***** PROVIDED ENTRIES *****
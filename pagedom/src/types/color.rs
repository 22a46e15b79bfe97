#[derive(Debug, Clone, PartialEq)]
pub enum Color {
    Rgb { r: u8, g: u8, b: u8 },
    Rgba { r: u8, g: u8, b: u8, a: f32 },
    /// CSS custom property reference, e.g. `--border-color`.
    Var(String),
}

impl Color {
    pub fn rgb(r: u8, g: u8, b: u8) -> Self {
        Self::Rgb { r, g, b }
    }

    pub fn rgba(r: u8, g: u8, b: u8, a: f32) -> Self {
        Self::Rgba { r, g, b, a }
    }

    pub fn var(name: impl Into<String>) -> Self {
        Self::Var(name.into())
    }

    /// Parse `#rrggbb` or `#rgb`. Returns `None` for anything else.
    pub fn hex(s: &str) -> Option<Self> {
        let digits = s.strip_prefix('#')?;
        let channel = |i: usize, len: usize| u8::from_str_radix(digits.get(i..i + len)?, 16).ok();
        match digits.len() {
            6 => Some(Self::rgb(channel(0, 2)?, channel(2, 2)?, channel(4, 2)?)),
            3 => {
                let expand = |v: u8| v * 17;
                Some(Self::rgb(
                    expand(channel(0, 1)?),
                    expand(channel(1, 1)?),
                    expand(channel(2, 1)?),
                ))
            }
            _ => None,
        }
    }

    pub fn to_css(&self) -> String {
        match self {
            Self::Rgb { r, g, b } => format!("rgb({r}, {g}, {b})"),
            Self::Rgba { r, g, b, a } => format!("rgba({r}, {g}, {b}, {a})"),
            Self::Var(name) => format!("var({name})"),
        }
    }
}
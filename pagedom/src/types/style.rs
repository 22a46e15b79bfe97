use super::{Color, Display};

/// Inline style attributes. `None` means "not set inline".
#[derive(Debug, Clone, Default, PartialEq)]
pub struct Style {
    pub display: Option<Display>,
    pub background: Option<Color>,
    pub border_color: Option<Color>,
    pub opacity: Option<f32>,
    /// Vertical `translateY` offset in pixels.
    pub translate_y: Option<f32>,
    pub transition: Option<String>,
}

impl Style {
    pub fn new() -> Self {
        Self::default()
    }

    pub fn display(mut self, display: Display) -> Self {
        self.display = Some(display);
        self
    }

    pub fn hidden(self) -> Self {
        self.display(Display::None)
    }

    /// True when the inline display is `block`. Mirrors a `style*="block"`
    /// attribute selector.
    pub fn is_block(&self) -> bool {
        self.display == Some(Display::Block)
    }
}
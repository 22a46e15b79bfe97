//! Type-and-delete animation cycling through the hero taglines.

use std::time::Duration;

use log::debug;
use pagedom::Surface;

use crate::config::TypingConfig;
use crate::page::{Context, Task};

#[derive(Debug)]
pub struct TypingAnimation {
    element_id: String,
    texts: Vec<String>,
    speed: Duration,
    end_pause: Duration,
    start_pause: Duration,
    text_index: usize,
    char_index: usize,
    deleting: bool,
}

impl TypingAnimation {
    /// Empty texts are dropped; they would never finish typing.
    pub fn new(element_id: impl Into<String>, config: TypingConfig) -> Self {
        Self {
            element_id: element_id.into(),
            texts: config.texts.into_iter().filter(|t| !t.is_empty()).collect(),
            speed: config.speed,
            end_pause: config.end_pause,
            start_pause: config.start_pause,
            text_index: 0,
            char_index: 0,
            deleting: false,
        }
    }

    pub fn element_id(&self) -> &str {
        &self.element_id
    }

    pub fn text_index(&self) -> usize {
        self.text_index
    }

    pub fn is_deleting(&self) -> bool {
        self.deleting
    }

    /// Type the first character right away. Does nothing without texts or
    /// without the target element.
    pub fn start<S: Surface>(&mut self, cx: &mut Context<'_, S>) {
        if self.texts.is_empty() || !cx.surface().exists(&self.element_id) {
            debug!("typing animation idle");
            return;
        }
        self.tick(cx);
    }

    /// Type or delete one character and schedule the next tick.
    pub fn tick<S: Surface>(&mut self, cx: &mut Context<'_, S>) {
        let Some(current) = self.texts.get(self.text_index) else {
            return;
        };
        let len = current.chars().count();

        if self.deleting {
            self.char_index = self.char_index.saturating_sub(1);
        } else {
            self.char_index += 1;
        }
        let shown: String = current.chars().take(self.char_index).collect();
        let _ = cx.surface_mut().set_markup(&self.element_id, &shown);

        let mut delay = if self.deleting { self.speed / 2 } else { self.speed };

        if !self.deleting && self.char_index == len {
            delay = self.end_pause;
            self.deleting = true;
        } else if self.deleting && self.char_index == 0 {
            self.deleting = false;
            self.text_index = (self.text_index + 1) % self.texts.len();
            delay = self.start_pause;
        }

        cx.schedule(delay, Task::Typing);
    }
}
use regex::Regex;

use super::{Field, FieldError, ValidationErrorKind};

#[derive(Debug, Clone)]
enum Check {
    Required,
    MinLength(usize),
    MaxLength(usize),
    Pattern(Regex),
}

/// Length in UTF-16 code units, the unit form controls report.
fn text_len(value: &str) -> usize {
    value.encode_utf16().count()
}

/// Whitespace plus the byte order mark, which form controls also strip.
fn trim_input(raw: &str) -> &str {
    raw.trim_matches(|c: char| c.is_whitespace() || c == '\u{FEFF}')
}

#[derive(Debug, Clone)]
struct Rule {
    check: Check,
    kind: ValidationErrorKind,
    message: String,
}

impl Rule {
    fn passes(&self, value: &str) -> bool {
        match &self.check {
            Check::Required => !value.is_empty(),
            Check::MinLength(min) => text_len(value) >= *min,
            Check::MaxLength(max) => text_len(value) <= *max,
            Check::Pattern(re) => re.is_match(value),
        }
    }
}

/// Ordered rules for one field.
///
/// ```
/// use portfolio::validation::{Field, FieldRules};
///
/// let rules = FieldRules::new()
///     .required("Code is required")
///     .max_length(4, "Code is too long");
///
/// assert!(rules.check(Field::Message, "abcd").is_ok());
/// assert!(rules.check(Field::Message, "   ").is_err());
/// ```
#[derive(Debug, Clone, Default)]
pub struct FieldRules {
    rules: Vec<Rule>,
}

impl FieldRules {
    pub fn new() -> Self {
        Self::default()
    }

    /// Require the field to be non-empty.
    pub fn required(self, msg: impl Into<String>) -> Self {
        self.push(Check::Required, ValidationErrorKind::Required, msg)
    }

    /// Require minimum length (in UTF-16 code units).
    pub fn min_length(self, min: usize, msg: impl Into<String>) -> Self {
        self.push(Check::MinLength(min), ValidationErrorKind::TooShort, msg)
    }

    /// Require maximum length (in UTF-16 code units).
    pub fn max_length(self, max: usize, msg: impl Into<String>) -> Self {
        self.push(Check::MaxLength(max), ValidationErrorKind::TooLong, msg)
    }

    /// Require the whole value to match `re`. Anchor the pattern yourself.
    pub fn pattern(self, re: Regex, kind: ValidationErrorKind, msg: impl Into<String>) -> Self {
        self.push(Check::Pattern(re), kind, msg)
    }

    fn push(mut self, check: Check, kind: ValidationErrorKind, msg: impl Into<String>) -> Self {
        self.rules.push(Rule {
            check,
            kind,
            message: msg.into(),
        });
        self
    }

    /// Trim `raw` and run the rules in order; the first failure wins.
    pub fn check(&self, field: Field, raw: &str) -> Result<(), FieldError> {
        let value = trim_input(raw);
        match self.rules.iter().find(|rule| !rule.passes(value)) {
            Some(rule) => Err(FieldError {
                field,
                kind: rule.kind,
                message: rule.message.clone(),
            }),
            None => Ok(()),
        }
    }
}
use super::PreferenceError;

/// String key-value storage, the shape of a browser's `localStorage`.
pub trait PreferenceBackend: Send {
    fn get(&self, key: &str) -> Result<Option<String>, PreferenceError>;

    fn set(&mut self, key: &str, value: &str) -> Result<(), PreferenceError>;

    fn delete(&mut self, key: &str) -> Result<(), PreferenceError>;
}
*****
In full and without alteration, transcribe the entries above.

* ANSWER TO THIS PROBLEM *
filename pagedom/src/types/color.rs
repository 22a46e15b79bfe97
#[derive(Debug, Clone, PartialEq)]
pub enum Color {
    Rgb { r: u8, g: u8, b: u8 },
    Rgba { r: u8, g: u8, b: u8, a: f32 },
    /// CSS custom property reference, e.g. `--border-color`.
    Var(String),
}

impl Color {
    pub fn rgb(r: u8, g: u8, b: u8) -> Self {
        Self::Rgb { r, g, b }
    }

    pub fn rgba(r: u8, g: u8, b: u8, a: f32) -> Self {
        Self::Rgba { r, g, b, a }
    }

    pub fn var(name: impl Into<String>) -> Self {
        Self::Var(name.into())
    }

    /// Parse `#rrggbb` or `#rgb`. Returns `None` for anything else.
    pub fn hex(s: &str) -> Option<Self> {
        let digits = s.strip_prefix('#')?;
        let channel = |i: usize, len: usize| u8::from_str_radix(digits.get(i..i + len)?, 16).ok();
        match digits.len() {
            6 => Some(Self::rgb(channel(0, 2)?, channel(2, 2)?, channel(4, 2)?)),
            3 => {
                let expand = |v: u8| v * 17;
                Some(Self::rgb(
                    expand(channel(0, 1)?),
                    expand(channel(1, 1)?),
                    expand(channel(2, 1)?),
                ))
            }
            _ => None,
        }
    }

    pub fn to_css(&self) -> String {
        match self {
            Self::Rgb { r, g, b } => format!("rgb({r}, {g}, {b})"),
            Self::Rgba { r, g, b, a } => format!("rgba({r}, {g}, {b}, {a})"),
            Self::Var(name) => format!("var({name})"),
        }
    }
}
filename pagedom/src/types/style.rs
repository 22a46e15b79bfe97
use super::{Color, Display};

/// Inline style attributes. `None` means "not set inline".
#[derive(Debug, Clone, Default, PartialEq)]
pub struct Style {
    pub display: Option<Display>,
    pub background: Option<Color>,
    pub border_color: Option<Color>,
    pub opacity: Option<f32>,
    /// Vertical `translateY` offset in pixels.
    pub translate_y: Option<f32>,
    pub transition: Option<String>,
}

impl Style {
    pub fn new() -> Self {
        Self::default()
    }

    pub fn display(mut self, display: Display) -> Self {
        self.display = Some(display);
        self
    }

    pub fn hidden(self) -> Self {
        self.display(Display::None)
    }

    /// True when the inline display is `block`. Mirrors a `style*="block"`
    /// attribute selector.
    pub fn is_block(&self) -> bool {
        self.display == Some(Display::Block)
    }
}
repository 22a46e15b79bfe97
//! Type-and-delete animation cycling through the hero taglines.

use std::time::Duration;

use log::debug;
use pagedom::Surface;

use crate::config::TypingConfig;
use crate::page::{Context, Task};

#[derive(Debug)]
pub struct TypingAnimation {
    element_id: String,
    texts: Vec<String>,
    speed: Duration,
    end_pause: Duration,
    start_pause: Duration,
    text_index: usize,
    char_index: usize,
    deleting: bool,
}

impl TypingAnimation {
    /// Empty texts are dropped; they would never finish typing.
    pub fn new(element_id: impl Into<String>, config: TypingConfig) -> Self {
        Self {
            element_id: element_id.into(),
            texts: config.texts.into_iter().filter(|t| !t.is_empty()).collect(),
            speed: config.speed,
            end_pause: config.end_pause,
            start_pause: config.start_pause,
            text_index: 0,
            char_index: 0,
            deleting: false,
        }
    }

    pub fn element_id(&self) -> &str {
        &self.element_id
    }

    pub fn text_index(&self) -> usize {
        self.text_index
    }

    pub fn is_deleting(&self) -> bool {
        self.deleting
    }

    /// Type the first character right away. Does nothing without texts or
    /// without the target element.
    pub fn start<S: Surface>(&mut self, cx: &mut Context<'_, S>) {
        if self.texts.is_empty() || !cx.surface().exists(&self.element_id) {
            debug!("typing animation idle");
            return;
        }
        self.tick(cx);
    }

    /// Type or delete one character and schedule the next tick.
    pub fn tick<S: Surface>(&mut self, cx: &mut Context<'_, S>) {
        let Some(current) = self.texts.get(self.text_index) else {
            return;
        };
        let len = current.chars().count();

        if self.deleting {
            self.char_index = self.char_index.saturating_sub(1);
        } else {
            self.char_index += 1;
        }
        let shown: String = current.chars().take(self.char_index).collect();
        let _ = cx.surface_mut().set_markup(&self.element_id, &shown);

        let mut delay = if self.deleting { self.speed / 2 } else { self.speed };

        if !self.deleting && self.char_index == len {
            delay = self.end_pause;
            self.deleting = true;
        } else if self.deleting && self.char_index == 0 {
            self.deleting = false;
            self.text_index = (self.text_index + 1) % self.texts.len();
            delay = self.start_pause;
        }

        cx.schedule(delay, Task::Typing);
    }
}
use regex::Regex;

use super::{Field, FieldError, ValidationErrorKind};

#[derive(Debug, Clone)]
enum Check {
    Required,
    MinLength(usize),
    MaxLength(usize),
    Pattern(Regex),
}

/// Length in UTF-16 code units, the unit form controls report.
fn text_len(value: &str) -> usize {
    value.encode_utf16().count()
}

/// Whitespace plus the byte order mark, which form controls also strip.
fn trim_input(raw: &str) -> &str {
    raw.trim_matches(|c: char| c.is_whitespace() || c == '\u{FEFF}')
}

#[derive(Debug, Clone)]
struct Rule {
    check: Check,
    kind: ValidationErrorKind,
    message: String,
}

impl Rule {
    fn passes(&self, value: &str) -> bool {
        match &self.check {
            Check::Required => !value.is_empty(),
            Check::MinLength(min) => text_len(value) >= *min,
            Check::MaxLength(max) => text_len(value) <= *max,
            Check::Pattern(re) => re.is_match(value),
        }
    }
}

/// Ordered rules for one field.
///
/// ```
/// use portfolio::validation::{Field, FieldRules};
///
/// let rules = FieldRules::new()
///     .required("Code is required")
///     .max_length(4, "Code is too long");
///
/// assert!(rules.check(Field::Message, "abcd").is_ok());
/// assert!(rules.check(Field::Message, "   ").is_err());
/// ```
#[derive(Debug, Clone, Default)]
pub struct FieldRules {
    rules: Vec<Rule>,
}

impl FieldRules {
    pub fn new() -> Self {
        Self::default()
    }

    /// Require the field to be non-empty.
    pub fn required(self, msg: impl Into<String>) -> Self {
        self.push(Check::Required, ValidationErrorKind::Required, msg)
    }

    /// Require minimum length (in UTF-16 code units).
    pub fn min_length(self, min: usize, msg: impl Into<String>) -> Self {
        self.push(Check::MinLength(min), ValidationErrorKind::TooShort, msg)
    }

    /// Require maximum length (in UTF-16 code units).
    pub fn max_length(self, max: usize, msg: impl Into<String>) -> Self {
        self.push(Check::MaxLength(max), ValidationErrorKind::TooLong, msg)
    }

    /// Require the whole value to match `re`. Anchor the pattern yourself.
    pub fn pattern(self, re: Regex, kind: ValidationErrorKind, msg: impl Into<String>) -> Self {
        self.push(Check::Pattern(re), kind, msg)
    }

    fn push(mut self, check: Check, kind: ValidationErrorKind, msg: impl Into<String>) -> Self {
        self.rules.push(Rule {
            check,
            kind,
            message: msg.into(),
        });
        self
    }

    /// Trim `raw` and run the rules in order; the first failure wins.
    pub fn check(&self, field: Field, raw: &str) -> Result<(), FieldError> {
        let value = trim_input(raw);
        match self.rules.iter().find(|rule| !rule.passes(value)) {
            Some(rule) => Err(FieldError {
                field,
                kind: rule.kind,
                message: rule.message.clone(),
            }),
            None => Ok(()),
        }
    }
}
use super::PreferenceError;

/// String key-value storage, the shape of a browser's `localStorage`.
pub trait PreferenceBackend: Send {
    fn get(&self, key: &str) -> Result<Option<String>, PreferenceError>;

    fn set(&mut self, key: &str, value: &str) -> Result<(), PreferenceError>;

    fn delete(&mut self, key: &str) -> Result<(), PreferenceError>;
}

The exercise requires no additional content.